(Given data):
╔══

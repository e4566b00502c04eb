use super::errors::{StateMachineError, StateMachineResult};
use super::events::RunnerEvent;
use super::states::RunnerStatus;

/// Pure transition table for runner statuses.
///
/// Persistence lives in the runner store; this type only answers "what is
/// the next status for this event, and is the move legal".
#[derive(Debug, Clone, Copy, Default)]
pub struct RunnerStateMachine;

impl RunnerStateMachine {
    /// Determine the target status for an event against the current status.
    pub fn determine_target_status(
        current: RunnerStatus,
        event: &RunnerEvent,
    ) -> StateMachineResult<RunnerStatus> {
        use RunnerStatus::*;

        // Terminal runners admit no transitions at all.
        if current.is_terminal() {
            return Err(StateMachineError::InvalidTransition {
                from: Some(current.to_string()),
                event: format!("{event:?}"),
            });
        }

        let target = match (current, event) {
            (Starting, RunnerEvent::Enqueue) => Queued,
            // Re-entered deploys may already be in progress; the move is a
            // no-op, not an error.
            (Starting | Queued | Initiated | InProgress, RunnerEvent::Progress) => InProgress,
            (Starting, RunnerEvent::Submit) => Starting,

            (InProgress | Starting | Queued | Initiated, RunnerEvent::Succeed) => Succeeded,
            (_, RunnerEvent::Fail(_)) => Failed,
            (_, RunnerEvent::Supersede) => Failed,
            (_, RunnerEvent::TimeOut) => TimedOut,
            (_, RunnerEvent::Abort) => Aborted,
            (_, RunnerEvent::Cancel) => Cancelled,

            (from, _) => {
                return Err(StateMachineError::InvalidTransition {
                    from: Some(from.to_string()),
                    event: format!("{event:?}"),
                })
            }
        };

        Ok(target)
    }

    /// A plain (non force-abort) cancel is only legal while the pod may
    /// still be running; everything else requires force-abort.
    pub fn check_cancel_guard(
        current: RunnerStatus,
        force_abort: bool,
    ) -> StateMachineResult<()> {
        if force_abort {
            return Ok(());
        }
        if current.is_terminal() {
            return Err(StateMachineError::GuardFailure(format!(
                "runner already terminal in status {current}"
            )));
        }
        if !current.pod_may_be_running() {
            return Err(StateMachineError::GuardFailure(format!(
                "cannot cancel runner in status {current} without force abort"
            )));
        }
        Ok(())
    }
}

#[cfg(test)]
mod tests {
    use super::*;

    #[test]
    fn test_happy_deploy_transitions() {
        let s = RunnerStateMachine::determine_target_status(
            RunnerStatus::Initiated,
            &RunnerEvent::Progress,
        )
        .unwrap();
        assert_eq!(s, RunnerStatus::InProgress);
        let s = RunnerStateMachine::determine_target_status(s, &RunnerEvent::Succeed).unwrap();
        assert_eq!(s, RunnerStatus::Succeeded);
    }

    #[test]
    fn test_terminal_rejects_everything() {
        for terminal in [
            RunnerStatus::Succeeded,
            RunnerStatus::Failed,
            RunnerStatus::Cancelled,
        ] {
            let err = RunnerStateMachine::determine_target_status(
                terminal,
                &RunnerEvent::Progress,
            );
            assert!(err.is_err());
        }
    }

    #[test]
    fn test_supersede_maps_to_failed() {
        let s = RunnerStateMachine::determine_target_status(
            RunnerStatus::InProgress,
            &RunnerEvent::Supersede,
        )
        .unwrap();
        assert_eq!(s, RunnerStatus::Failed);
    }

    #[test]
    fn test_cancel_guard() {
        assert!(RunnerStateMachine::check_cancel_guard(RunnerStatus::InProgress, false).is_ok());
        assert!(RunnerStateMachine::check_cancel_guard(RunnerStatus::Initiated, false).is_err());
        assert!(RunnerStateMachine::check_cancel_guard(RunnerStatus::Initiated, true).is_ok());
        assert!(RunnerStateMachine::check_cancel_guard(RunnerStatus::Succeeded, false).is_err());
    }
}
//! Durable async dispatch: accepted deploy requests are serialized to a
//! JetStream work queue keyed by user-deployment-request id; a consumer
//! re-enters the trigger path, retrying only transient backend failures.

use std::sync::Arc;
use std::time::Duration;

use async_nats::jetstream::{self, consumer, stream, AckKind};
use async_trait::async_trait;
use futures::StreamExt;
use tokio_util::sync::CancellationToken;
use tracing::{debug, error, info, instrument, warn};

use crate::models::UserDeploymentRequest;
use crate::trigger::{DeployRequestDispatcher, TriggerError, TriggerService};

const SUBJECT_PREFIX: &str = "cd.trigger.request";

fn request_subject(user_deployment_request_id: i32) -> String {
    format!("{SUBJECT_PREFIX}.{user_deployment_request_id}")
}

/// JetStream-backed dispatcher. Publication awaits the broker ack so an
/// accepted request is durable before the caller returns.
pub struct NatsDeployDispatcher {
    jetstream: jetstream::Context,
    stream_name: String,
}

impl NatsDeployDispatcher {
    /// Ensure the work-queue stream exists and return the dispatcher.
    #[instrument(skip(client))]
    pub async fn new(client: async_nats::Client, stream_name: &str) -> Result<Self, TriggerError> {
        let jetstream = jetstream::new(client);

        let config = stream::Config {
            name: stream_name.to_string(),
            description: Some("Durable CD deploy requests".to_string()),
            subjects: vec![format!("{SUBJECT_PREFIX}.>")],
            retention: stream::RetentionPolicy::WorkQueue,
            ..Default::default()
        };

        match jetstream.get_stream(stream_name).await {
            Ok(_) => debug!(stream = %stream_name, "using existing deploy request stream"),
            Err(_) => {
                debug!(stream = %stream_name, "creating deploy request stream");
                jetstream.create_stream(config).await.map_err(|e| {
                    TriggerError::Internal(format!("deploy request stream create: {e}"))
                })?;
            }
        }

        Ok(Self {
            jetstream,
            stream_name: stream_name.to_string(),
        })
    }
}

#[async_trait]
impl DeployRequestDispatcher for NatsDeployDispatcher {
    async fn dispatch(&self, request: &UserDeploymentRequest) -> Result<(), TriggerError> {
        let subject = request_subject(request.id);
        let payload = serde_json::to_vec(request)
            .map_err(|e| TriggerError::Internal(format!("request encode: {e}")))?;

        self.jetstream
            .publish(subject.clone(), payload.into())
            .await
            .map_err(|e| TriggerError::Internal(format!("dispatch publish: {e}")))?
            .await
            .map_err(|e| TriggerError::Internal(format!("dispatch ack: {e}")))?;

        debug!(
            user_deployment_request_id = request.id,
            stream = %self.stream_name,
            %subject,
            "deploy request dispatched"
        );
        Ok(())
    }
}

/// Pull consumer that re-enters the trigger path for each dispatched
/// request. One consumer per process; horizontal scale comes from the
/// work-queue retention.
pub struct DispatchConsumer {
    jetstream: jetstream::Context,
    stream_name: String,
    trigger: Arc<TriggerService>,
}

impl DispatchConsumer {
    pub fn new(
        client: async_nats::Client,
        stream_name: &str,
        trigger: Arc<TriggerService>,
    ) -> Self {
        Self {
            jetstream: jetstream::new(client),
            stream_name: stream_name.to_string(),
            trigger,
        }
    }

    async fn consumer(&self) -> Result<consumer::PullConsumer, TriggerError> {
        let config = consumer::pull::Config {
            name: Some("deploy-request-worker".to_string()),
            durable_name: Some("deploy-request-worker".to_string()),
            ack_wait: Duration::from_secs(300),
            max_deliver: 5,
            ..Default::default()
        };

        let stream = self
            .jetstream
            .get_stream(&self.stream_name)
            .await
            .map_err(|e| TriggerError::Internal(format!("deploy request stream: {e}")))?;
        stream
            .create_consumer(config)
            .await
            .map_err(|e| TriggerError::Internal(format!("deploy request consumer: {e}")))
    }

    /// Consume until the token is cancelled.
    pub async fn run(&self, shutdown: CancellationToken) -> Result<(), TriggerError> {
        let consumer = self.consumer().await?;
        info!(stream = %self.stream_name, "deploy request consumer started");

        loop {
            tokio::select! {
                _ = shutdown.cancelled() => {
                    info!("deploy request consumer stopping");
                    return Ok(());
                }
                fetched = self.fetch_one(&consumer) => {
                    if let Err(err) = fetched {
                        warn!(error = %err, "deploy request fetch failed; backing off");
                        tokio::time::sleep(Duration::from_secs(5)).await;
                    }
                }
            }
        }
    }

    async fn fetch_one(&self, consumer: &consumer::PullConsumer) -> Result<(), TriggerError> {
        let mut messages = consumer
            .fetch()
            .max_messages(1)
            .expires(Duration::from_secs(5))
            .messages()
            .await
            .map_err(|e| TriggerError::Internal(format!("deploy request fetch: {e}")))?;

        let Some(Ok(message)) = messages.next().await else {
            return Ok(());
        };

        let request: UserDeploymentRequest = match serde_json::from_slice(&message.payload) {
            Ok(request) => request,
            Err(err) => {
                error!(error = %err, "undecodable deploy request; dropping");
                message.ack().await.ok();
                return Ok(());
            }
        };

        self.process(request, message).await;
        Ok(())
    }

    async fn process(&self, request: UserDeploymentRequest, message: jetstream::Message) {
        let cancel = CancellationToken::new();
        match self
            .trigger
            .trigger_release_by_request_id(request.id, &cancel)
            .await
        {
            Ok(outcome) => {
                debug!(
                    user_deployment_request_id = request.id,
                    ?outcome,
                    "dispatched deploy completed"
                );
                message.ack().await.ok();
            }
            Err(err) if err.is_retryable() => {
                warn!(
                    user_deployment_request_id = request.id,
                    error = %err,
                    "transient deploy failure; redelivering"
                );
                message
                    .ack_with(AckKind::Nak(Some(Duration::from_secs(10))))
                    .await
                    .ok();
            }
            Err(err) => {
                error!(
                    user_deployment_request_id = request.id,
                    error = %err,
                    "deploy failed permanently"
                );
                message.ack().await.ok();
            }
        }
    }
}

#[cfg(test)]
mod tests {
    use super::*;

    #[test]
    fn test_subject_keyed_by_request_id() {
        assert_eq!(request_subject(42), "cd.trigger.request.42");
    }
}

╚══
╔══

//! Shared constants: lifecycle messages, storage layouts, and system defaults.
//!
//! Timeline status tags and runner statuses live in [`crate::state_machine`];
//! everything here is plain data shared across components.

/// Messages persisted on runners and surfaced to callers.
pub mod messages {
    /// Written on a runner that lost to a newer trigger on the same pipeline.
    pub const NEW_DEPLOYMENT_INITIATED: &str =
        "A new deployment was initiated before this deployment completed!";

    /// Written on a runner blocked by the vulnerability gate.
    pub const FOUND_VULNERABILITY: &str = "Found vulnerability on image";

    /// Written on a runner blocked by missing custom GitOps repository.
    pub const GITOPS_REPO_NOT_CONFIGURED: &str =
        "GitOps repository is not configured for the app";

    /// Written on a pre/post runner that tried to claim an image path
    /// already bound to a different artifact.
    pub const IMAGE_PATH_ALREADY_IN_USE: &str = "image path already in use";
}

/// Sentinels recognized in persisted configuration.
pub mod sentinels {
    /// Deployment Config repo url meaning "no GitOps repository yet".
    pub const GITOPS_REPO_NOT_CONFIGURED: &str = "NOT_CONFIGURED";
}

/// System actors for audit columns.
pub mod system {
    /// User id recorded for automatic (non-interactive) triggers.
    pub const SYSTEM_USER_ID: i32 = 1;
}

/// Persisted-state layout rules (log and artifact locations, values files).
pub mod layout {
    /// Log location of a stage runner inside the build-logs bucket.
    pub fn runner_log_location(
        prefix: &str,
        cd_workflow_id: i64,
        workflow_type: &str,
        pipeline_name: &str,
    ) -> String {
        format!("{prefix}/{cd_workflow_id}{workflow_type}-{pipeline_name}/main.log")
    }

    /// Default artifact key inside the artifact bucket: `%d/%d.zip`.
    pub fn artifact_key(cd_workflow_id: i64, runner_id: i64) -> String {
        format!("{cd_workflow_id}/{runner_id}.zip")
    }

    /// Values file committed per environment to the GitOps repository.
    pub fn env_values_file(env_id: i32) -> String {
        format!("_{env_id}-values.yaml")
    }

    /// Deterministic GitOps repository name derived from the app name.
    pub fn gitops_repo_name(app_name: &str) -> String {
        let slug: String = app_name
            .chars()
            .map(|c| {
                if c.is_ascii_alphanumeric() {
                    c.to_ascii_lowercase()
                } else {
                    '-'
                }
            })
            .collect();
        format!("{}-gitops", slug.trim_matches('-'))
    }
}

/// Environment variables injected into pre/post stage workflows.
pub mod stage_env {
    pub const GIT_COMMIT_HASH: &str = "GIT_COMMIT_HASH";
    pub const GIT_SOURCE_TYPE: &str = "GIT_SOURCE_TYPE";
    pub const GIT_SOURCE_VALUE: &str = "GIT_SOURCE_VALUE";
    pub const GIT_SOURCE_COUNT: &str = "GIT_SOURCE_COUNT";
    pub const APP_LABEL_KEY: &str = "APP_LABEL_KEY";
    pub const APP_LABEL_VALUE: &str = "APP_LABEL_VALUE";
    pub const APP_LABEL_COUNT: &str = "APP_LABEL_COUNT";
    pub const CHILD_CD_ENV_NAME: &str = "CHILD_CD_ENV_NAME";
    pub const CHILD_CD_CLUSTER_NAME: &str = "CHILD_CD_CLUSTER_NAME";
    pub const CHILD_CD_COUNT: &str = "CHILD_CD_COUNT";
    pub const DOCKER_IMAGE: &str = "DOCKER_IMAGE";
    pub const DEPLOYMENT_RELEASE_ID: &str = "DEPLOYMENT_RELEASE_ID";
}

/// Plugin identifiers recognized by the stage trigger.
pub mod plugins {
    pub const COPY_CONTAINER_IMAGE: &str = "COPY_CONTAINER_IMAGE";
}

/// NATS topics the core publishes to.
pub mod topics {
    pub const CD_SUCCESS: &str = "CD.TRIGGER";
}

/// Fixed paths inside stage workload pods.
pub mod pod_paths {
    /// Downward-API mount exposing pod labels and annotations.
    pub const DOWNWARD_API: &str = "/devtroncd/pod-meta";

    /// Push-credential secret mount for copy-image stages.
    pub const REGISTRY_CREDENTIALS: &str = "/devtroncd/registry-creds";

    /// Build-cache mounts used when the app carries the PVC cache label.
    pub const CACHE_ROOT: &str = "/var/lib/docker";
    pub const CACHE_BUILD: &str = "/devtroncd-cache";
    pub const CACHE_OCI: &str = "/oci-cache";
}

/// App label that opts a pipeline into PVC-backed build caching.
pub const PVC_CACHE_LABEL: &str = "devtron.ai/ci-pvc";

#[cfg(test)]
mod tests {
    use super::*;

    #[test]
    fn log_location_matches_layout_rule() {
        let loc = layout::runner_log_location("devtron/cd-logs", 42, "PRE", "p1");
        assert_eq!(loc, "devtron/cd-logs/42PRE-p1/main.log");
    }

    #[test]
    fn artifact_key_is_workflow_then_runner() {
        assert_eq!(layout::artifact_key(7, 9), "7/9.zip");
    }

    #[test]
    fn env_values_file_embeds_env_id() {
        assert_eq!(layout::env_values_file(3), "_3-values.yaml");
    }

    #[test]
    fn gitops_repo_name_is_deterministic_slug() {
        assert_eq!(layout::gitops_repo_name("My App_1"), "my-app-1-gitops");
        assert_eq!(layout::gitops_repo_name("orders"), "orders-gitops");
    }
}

╚══

(What to work on): Where a line of the records contains the word "Queued", copy that line.

(Exercise response):
            (Starting, RunnerEvent::Enqueue) => Queued,
            (Starting | Queued | Initiated | InProgress, RunnerEvent::Progress) => InProgress,
            (InProgress | Starting | Queued | Initiated, RunnerEvent::Succeed) => Succeeded,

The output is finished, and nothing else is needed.